Dans la seconde moitié du mois de juin, il contacte son autre soeur Zélie pour lui indiquer qu’il a renoncé à aller en Suisse, puisque qu’il n’est pas sorti sous la Commune et qu’il ne voit pas pourquoi il s’en irait maintenant. Il a un tas d’affaires qui le tuent et qui n’en finissent pas.
(PTDC p 443 73-34 / Ornans, juin 1873).

 

Juillet 1873

va partir pour la Suisse par Pontarlier. Il tâchera de passe par Flagey. Si il n’a pas le temps, il ira tout droit chez le docteur Gindre et les Pillot le conduiront en Suisse, pas loin depuis Salins ou Pontarlier. Il y a une ou deux heures de chemin de fer.
(PTDC p. 446 73-37 Ornans, juillet 1873).

Il partira le mercredi 23 juillet, car son procès s’ouvre le lendemain.
(PTDC p. 448 73-39 A Charles Blondon, dimanche 20 juillet 1873).

A sa soeur Lydie, il écrit que le moment du départ est arrivé. Les tribulations s’avancent et vont finir par l’exil. Si le Tribunal, comme tout le fait croire, le condamne à 250 000 F, c’est une manière d’en finir avec lui. Il s’agit maintenant de sortir adroitement de France, car, d’après la condamnation, c’est 5 ans de prison ou trente d’ans d’exil s’il ne paie pas. Dans ce cas, ils iront, M. Ordinaire et Courbet, partir pour la Vrine et ils seront mercredi à 5 heures de l’après-midi. Ils comptent sur Lydie (ou Joliclerc, ou le Docteur Blondin ou M. Pillod) pour venir les chercher avec une voiture fermée et les transporter d’un seul trait aux Verrières, où ils dîneront. Courbet insiste pour un secret absolu. (PTDC p. 448 73-40 Dimanche 20 juillet 1873).

A ses soeurs Juliette et Zélie, Courbet précise ses intentions qu’il ira les voir en partant pour la Suisse et qu’il y sera dans un Eldorado comme disait Max Buchon. Il n’y aura pas beaucoup de distance pour venir le voir et ce sera une distraction. Son père l’y pousse. Il dit qu’il y tient et qu’il n’a jamais vu la Suisse. (PTDC p. 449 73-41 Dimanche 20 juillet 1873).

Gustave Courbet écrit à Jules Castagnary et d’une main d’orfèvre, il pose la dernière pierre de son évasion en évoquant qu’il souffre d’une maladie du foie et d’un commencement d’hydropisie et qu’il part pour les eaux de Vichy, d’où il lui écrira tout de suite.
(PTDC p 450 73-42 Massières, lundi 21 juillet 1873). 

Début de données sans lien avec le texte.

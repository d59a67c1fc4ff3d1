//! # Token Issuance Flows
//!
//! Issuance and verification over the bus, with the kernel in front of the
//! token and registry modules.

#[cfg(test)]
mod tests {
    use crate::integration::fixtures::{Bus, BOOTSTRAP_SECRET};
    use chrono::Utc;
    use serde_json::{json, Value};
    use shared_bus::EventName;
    use shared_types::{
        BusError, IssueUserTokenRequest, ModuleType, Payload, RegistryFilter, RegistrySelectRequest, TokenClaims,
        TrustLevel, VerifyTokenRequest,
    };

    fn user_request() -> IssueUserTokenRequest {
        IssueUserTokenRequest {
            user_id: "user-17".into(),
            roles: vec!["editor".into()],
            permissions: vec!["media.upload".into()],
        }
    }

    #[tokio::test]
    async fn test_user_token_needs_high_caller() {
        let bus = Bus::new();

        let low = bus.module_token("gallery", TrustLevel::Low);
        let payload = Payload::from_module("gallery", ModuleType::Community)
            .with_token(low)
            .with_request(&user_request())
            .unwrap();
        let (forwarded, result) = bus.call(EventName::IssueUserToken, payload).await;
        assert!(forwarded);
        assert!(matches!(result, Err(BusError::Forbidden(_))));
        assert!(!bus.kernel.is_melted("gallery"));

        let high = bus.module_token("auth", TrustLevel::High);
        let payload = Payload::from_module("auth", ModuleType::Core)
            .with_token(high)
            .with_request(&user_request())
            .unwrap();
        let (_, result) = bus.call(EventName::IssueUserToken, payload).await;
        let Ok(Value::String(token)) = result else {
            panic!("expected a user token, got {result:?}");
        };

        let claims = bus.codec.verify(&token, Utc::now().timestamp()).unwrap();
        assert_eq!(claims.user_id.as_deref(), Some("user-17"));
        assert_eq!(claims.role.as_deref(), Some("editor"));
        assert_eq!(claims.permissions, vec!["content.read", "content.write", "media.upload"]);
        assert!(claims.module_name.is_none());
    }

    #[tokio::test]
    async fn test_public_token_cannot_reach_registry() {
        let bus = Bus::new();

        let payload = Payload::from_module("loginPage", ModuleType::Core).with_body(json!({ "purpose": "login" }));
        let (forwarded, result) = bus.call(EventName::IssuePublicToken, payload).await;
        assert!(forwarded);
        let Ok(Value::String(public)) = result else {
            panic!("expected a public token, got {result:?}");
        };
        let claims = bus.codec.verify(&public, Utc::now().timestamp()).unwrap();
        assert_eq!(claims.trust_level, TrustLevel::Low);
        assert!(claims.is_public);

        // Authenticates, but the registry refuses it.
        let payload = Payload::from_module("loginPage", ModuleType::Core)
            .with_token(public)
            .with_request(&RegistrySelectRequest {
                filter: RegistryFilter::All,
            })
            .unwrap();
        let (forwarded, result) = bus.call(EventName::RegistrySelect, payload).await;
        assert!(forwarded);
        assert!(matches!(result, Err(BusError::Forbidden(_))));
        assert!(bus.kernel.meltdowns().is_empty());
    }

    #[tokio::test]
    async fn test_unknown_public_purpose_is_refused() {
        let bus = Bus::new();
        let payload = Payload::from_module("loginPage", ModuleType::Core).with_body(json!({ "purpose": "adminPanel" }));
        let (forwarded, result) = bus.call(EventName::IssuePublicToken, payload).await;
        assert!(forwarded);
        assert!(result.is_err());
    }

    #[tokio::test]
    async fn test_verify_token_for_third_party() {
        let bus = Bus::new();
        let caller = bus.module_token("auth", TrustLevel::High);
        let presented = bus.module_token("fontsManager", TrustLevel::Medium);

        let payload = Payload::from_module("auth", ModuleType::Core)
            .with_token(caller.clone())
            .with_request(&VerifyTokenRequest { token: presented })
            .unwrap();
        let (_, result) = bus.call(EventName::VerifyToken, payload).await;
        let claims: TokenClaims = serde_json::from_value(result.unwrap()).unwrap();
        assert_eq!(claims.module_name.as_deref(), Some("fontsManager"));
        assert_eq!(claims.trust_level, TrustLevel::Medium);

        // A bad presented token is a reply error, not a caller meltdown.
        let payload = Payload::from_module("auth", ModuleType::Core)
            .with_token(caller)
            .with_request(&VerifyTokenRequest {
                token: "garbage".into(),
            })
            .unwrap();
        let (forwarded, result) = bus.call(EventName::VerifyToken, payload).await;
        assert!(forwarded);
        assert!(result.is_err());
        assert!(!bus.kernel.is_melted("auth"));
    }

    #[tokio::test]
    async fn test_high_token_signs_for_another_module_only_with_secret() {
        let bus = Bus::new();
        let high = bus.module_token("auth", TrustLevel::High);
        let request = |body: Value| {
            Payload::from_module("auth", ModuleType::Core)
                .with_token(high.clone())
                .with_body(body)
        };

        let (forwarded, result) = bus
            .call(
                EventName::IssueModuleToken,
                request(json!({ "signAsModule": "gallery", "trustLevel": "low" })),
            )
            .await;
        assert!(forwarded);
        assert!(matches!(result, Err(BusError::Forbidden(_))), "minted without secret: {result:?}");
        assert!(!bus.kernel.is_melted("auth"));

        let (_, result) = bus
            .call(
                EventName::IssueModuleToken,
                request(json!({ "signAsModule": "gallery", "trustLevel": "low", "authSecret": BOOTSTRAP_SECRET })),
            )
            .await;
        let Ok(Value::String(token)) = result else {
            panic!("expected a module token, got {result:?}");
        };
        let claims = bus.codec.verify(&token, Utc::now().timestamp()).unwrap();
        assert_eq!(claims.module_name.as_deref(), Some("gallery"));
        assert_eq!(claims.trust_level, TrustLevel::Low);
    }
}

Comme cette dernière lettre devait être lue par Maître Lachaud, il parle d’une cure thermale. Castagnary a sûrement été au courant de cette ruse. Il est évident que son point de chute va être Saillon-les-Bains en Valais où il va passer la fin de l’été seul à l’abri des curieux et se refaire une santé.

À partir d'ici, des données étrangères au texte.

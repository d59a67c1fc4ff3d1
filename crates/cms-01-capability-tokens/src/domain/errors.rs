//! # Issuance Errors

use shared_crypto::TokenError;
use shared_types::BusError;
use thiserror::Error;

/// Errors from issuing or verifying capability tokens.
#[derive(Debug, Clone, Error, PartialEq, Eq)]
pub enum IssueError {
    /// The bootstrap secret did not match
    #[error("Invalid bootstrap secret")]
    InvalidSecret,

    /// `signAsModule` is not a valid module name
    #[error("Invalid module name: {0:?}")]
    InvalidModuleName(String),

    /// A session token needs at least one role
    #[error("User token requested without roles")]
    MissingRoles,

    /// A session token needs a user id
    #[error("User token requested without a user id")]
    MissingUserId,

    /// Public tokens are only minted for known pre-authentication flows
    #[error("Unknown public token purpose: {0}")]
    UnknownPurpose(String),

    /// The caller is not trusted enough for this issuance
    #[error("Caller not authorized: {0}")]
    Unauthorized(String),

    /// Signing or verification failed
    #[error("Token error: {0}")]
    Token(#[from] TokenError),
}

impl From<IssueError> for BusError {
    fn from(error: IssueError) -> Self {
        match error {
            IssueError::InvalidSecret | IssueError::Unauthorized(_) => BusError::Forbidden(error.to_string()),
            IssueError::Token(TokenError::Encoding(_)) => BusError::Handler(error.to_string()),
            IssueError::Token(_) => BusError::Forbidden(error.to_string()),
            IssueError::InvalidModuleName(_)
            | IssueError::MissingRoles
            | IssueError::MissingUserId
            | IssueError::UnknownPurpose(_) => BusError::MalformedBody(error.to_string()),
        }
    }
}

« Nous sommes heureux comme dans un Paradis, affirme-t-il à ses parents, et en parfaite sécurité. » Il erra, d’abord, pourtant à l’aventure, en quête d’une demeure tranquille. On le vit aux Verrières, à Fleurier, dans le Val de Travers, comme jadis Jean-Jacques Rousseau, ä Lausanne et à Fribourg. Enfin, il se décide à rester sur les bords du Lac de Genève (sic Léman), à Vevey.

Mais cette ville, un peu internationale pourtant, ne lui fut tout d’abord pas favorable, excitée, sans doute, par Jomini, agent secret du gouvernement français. Le maître trouva enfin un refuge calme et pittoresque aux portes mêmes de Vevey, à La Tour de Peilz.